Et si Djibouti proclamait son indépendance ? Les sollicitations ne manquent pas en ce sens. On a même vu cet été Addis-Abéba et Mogadiscio se mettre d’accord sur cette éventualité… Certes, il n’en est pas question dans le Territoire français des Afars et des Issas, mais on en parle tant ! Djibouti a pris nettement position lors du référendum de 1967, choisissant sans ambages le maintien dans l’orbite française. Cependant il s’est passé bien des événements dans la région depuis cette date. Le soviet militaire qui a pris le pouvoir en Éthiopie a accentué les tendances sécessionnistes des Afars sous l’autorité du sultan Ali Mirah. M. Ali Aref, président du conseil de gouvernement du TFAI, l’a même reçu. Rien de ce qui se passe au-delà des frontières du territoire ne peut en effet laisser indifférentes les autorités de Djibouti. D’autant moins que la situation évolue rapidement dans cette « corne de l’Afrique ». Alors que le Négus n’avait jamais cessé d’être favorable à la présence française à Djibouti, qu’il considérait comme un facteur de paix dans la région, les nouveaux dirigeants d’Addis-Abéba ont clairement fait savoir devant l’OUA qu’ils renonçaient à toute revendication sur le territoire, c’est-à-dire sur le port qui commande l’approvisionnement du chemin de fer aboutissant à leur capitale. Étrange revirement et qui pourtant s’explique. En butte à la recrudescence de la rébellion érythréenne, le comité militaire éthiopien se soucie, dans l’immédiat, de ne pas relancer les prétentions somaliennes sur la province de l’Ogaden. Il lui a donc paru plus facile de jeter du lest sur la question de Djibouti. D’où cette déclaration neutraliste à laquelle la Somalie a aussitôt répondu en adoptant une attitude identique. Des communiqués ont même été diffusés, certifiant la parfaite concordance de vues des deux pays sur le problème. Finies les virulentes campagnes de presse des années 1960 entre Addis-Abéba et Mogadiscio. Il n’y a plus de proie à saisir, seulement un partenaire à seconder dans son éventuelle accession à l’indépendance.

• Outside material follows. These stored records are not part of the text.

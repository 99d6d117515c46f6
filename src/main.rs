//! sbom-graph: project SBOM documents into graph elements
//!
//! Reads `CycloneDX` and SPDX JSON documents and writes one typed node record
//! per document, component, vulnerability and external reference.

use anyhow::{Context, Result};
use clap::{CommandFactory, Parser, Subcommand};
use clap_complete::{generate, Shell};
use sbom_graph::{
    cli,
    config::{AppConfig, CliOverrides, CONFIG_DIR_NAME, CONFIG_FILE_NAMES},
    model::RecordLayout,
    pipeline::{exit_codes, OutputFormat},
};
use std::io;
use std::path::PathBuf;
use tracing_subscriber::{layer::SubscriberExt, util::SubscriberInitExt};

/// Build long version string with format support info
const fn build_long_version() -> &'static str {
    concat!(
        env!("CARGO_PKG_VERSION"),
        "\n\nSupported SBOM Formats:",
        "\n  CycloneDX: JSON (bomFormat \"CycloneDX\")",
        "\n  SPDX:      JSON (top-level SPDXID)",
        "\n\nOutput Formats:",
        "\n  jsonl, json"
    )
}

#[derive(Parser)]
#[command(name = "sbom-graph")]
#[command(author = "Binarly.io")]
#[command(version, long_version = build_long_version())]
#[command(about = "Project SBOM documents into graph elements", long_about = None)]
#[command(after_help = "EXIT CODES:
    0  Every document was projected
    1  One or more documents failed or were not recognized
    2  Error occurred

EXAMPLES:
    # Project a directory of SBOMs to JSON Lines on stdout
    sbom-graph project ./sboms

    # Write a pretty JSON array with attributes merged into each record
    sbom-graph project bom.cdx.json -o elements.json --format json --layout inline

    # Check which documents would be recognized
    sbom-graph detect ./sboms")]
struct Cli {
    /// Enable verbose output
    #[arg(short, long, global = true)]
    verbose: bool,

    /// Suppress non-essential output
    #[arg(short, long, global = true)]
    quiet: bool,

    /// Path to configuration file
    #[arg(long, global = true)]
    config: Option<PathBuf>,

    #[command(subcommand)]
    command: Commands,
}

/// Arguments for the `project` subcommand
#[derive(Parser)]
struct ProjectArgs {
    /// SBOM files or directories to project
    #[arg(required = true)]
    paths: Vec<PathBuf>,

    /// Output file path (stdout if not specified)
    #[arg(short, long)]
    output: Option<PathBuf>,

    /// Record encoding
    #[arg(long)]
    format: Option<OutputFormat>,

    /// Where attributes go in each record
    #[arg(long)]
    layout: Option<RecordLayout>,

    /// Stop at the first document that fails to project
    #[arg(long)]
    fail_fast: bool,

    /// Project documents one at a time
    #[arg(long)]
    no_parallel: bool,
}

#[derive(Subcommand)]
enum Commands {
    /// Project SBOM documents into graph element records
    Project(ProjectArgs),

    /// Report the detected format of each document without projecting it
    Detect {
        /// SBOM files or directories to inspect
        #[arg(required = true)]
        paths: Vec<PathBuf>,
    },

    /// Generate shell completions
    Completions {
        /// Shell to generate completions for
        #[arg(value_enum)]
        shell: Shell,
    },

    /// Print the JSON Schema of the configuration file
    ConfigSchema {
        /// Write the schema to a file instead of stdout
        #[arg(short, long)]
        output: Option<PathBuf>,
    },

    /// Inspect or create configuration files
    Config {
        #[command(subcommand)]
        action: ConfigAction,
    },
}

#[derive(Subcommand)]
enum ConfigAction {
    /// Show the effective configuration
    Show,
    /// Show where configuration files are searched for
    Path,
    /// Write an example .sbom-graph.yaml in the current directory
    Init,
}

impl ProjectArgs {
    /// What was set on the command line.
    fn overrides(&self, quiet: bool) -> CliOverrides {
        CliOverrides {
            layout: self.layout,
            format: self.format,
            output_file: self.output.clone(),
            fail_fast: self.fail_fast,
            no_parallel: self.no_parallel,
            quiet,
        }
    }
}

fn main() {
    let cli = Cli::parse();

    // Initialize logging
    let log_level = if cli.verbose {
        "debug"
    } else if cli.quiet {
        "warn"
    } else {
        "info"
    };
    tracing_subscriber::registry()
        .with(tracing_subscriber::EnvFilter::new(
            std::env::var("RUST_LOG").unwrap_or_else(|_| log_level.to_string()),
        ))
        .with(
            tracing_subscriber::fmt::layer()
                .with_target(false)
                .with_writer(io::stderr),
        )
        .init();

    match run(cli) {
        Ok(code) => std::process::exit(code),
        Err(e) => {
            eprintln!("Error: {e:#}");
            std::process::exit(exit_codes::ERROR);
        }
    }
}

fn run(cli: Cli) -> Result<i32> {
    match cli.command {
        Commands::Project(args) => {
            let (config, loaded_from) = AppConfig::from_file_with_overrides(
                cli.config.as_deref(),
                &args.overrides(cli.quiet),
            );
            if let Some(path) = loaded_from {
                tracing::debug!("Loaded config from {}", path.display());
            }
            cli::run_project(args.paths, config)
        }

        Commands::Detect { paths } => {
            let (config, _) = sbom_graph::config::load_or_default(cli.config.as_deref());
            cli::run_detect(paths, config)
        }

        Commands::Completions { shell } => {
            generate(shell, &mut Cli::command(), "sbom-graph", &mut io::stdout());
            Ok(exit_codes::SUCCESS)
        }

        Commands::ConfigSchema { output } => {
            let schema = sbom_graph::config::generate_json_schema()
                .context("failed to serialize schema")?;
            match output {
                Some(path) => {
                    std::fs::write(&path, &schema)
                        .with_context(|| format!("failed to write {}", path.display()))?;
                    eprintln!("Schema written to {}", path.display());
                }
                None => {
                    println!("{schema}");
                }
            }
            Ok(exit_codes::SUCCESS)
        }

        Commands::Config { action } => match action {
            ConfigAction::Show => {
                let (config, loaded_from) =
                    sbom_graph::config::load_or_default(cli.config.as_deref());
                if let Some(path) = &loaded_from {
                    eprintln!("# Loaded from: {}", path.display());
                } else {
                    eprintln!("# No config file found; showing defaults");
                }
                let yaml = serde_yaml::to_string(&config).context("failed to serialize config")?;
                print!("{yaml}");
                Ok(exit_codes::SUCCESS)
            }
            ConfigAction::Path => {
                let search_paths: [Option<String>; 3] = [
                    std::env::current_dir().ok().map(|p| p.display().to_string()),
                    dirs::config_dir().map(|p| p.join(CONFIG_DIR_NAME).display().to_string()),
                    dirs::home_dir().map(|p| p.display().to_string()),
                ];
                eprintln!("Config file search paths (git root is checked after the current directory):");
                for path in search_paths.into_iter().flatten() {
                    eprintln!("  {path}");
                }
                eprintln!();
                eprintln!("Recognized file names:");
                for name in CONFIG_FILE_NAMES {
                    eprintln!("  {name}");
                }
                eprintln!();
                match sbom_graph::config::discover_config_file(cli.config.as_deref()) {
                    Some(path) => eprintln!("Active config file: {}", path.display()),
                    None => eprintln!("No config file found."),
                }
                Ok(exit_codes::SUCCESS)
            }
            ConfigAction::Init => {
                let target = std::env::current_dir()
                    .context("cannot determine current directory")?
                    .join(".sbom-graph.yaml");
                if target.exists() {
                    anyhow::bail!(
                        "{} already exists. Remove it first to re-initialize.",
                        target.display()
                    );
                }
                let content = sbom_graph::config::generate_example_config();
                std::fs::write(&target, content)
                    .with_context(|| format!("failed to write {}", target.display()))?;
                eprintln!("Created {}", target.display());
                Ok(exit_codes::SUCCESS)
            }
        },
    }
}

À Djibouti les choses ne sont pas vues du même œil. On doute de la sincérité des professions de foi faites aux deux frontières. « Qui garantira notre indépendance ? » s’exclame le président Ali Aref. Les Nations unies ? L’exemple de Chypre n’est guère encourageant. L’OUA ? Elle est traversée par des mouvements contraires. Bien sûr la Somalie pourrait obtenir la bienveillance de la Ligue arabe, mais quelle serait alors l’attitude de l’Éthiopie ? Bref, il ne reste que la France à pouvoir assurer l’avenir du territoire. Djibouti ressemble peut-être à une immense caserne, mais c’est en définitive pour préserver le renouveau d’un port vital pour l’Afrique orientale et pour les lignes maritimes passant par Suez. Or, depuis juin dernier le canal est rouvert à la circulation. Les débarcadères vont à nouveau s’animer à l’ombre des casernes. L’indépendance… on en parlera le soir au « Palmier en zinc ».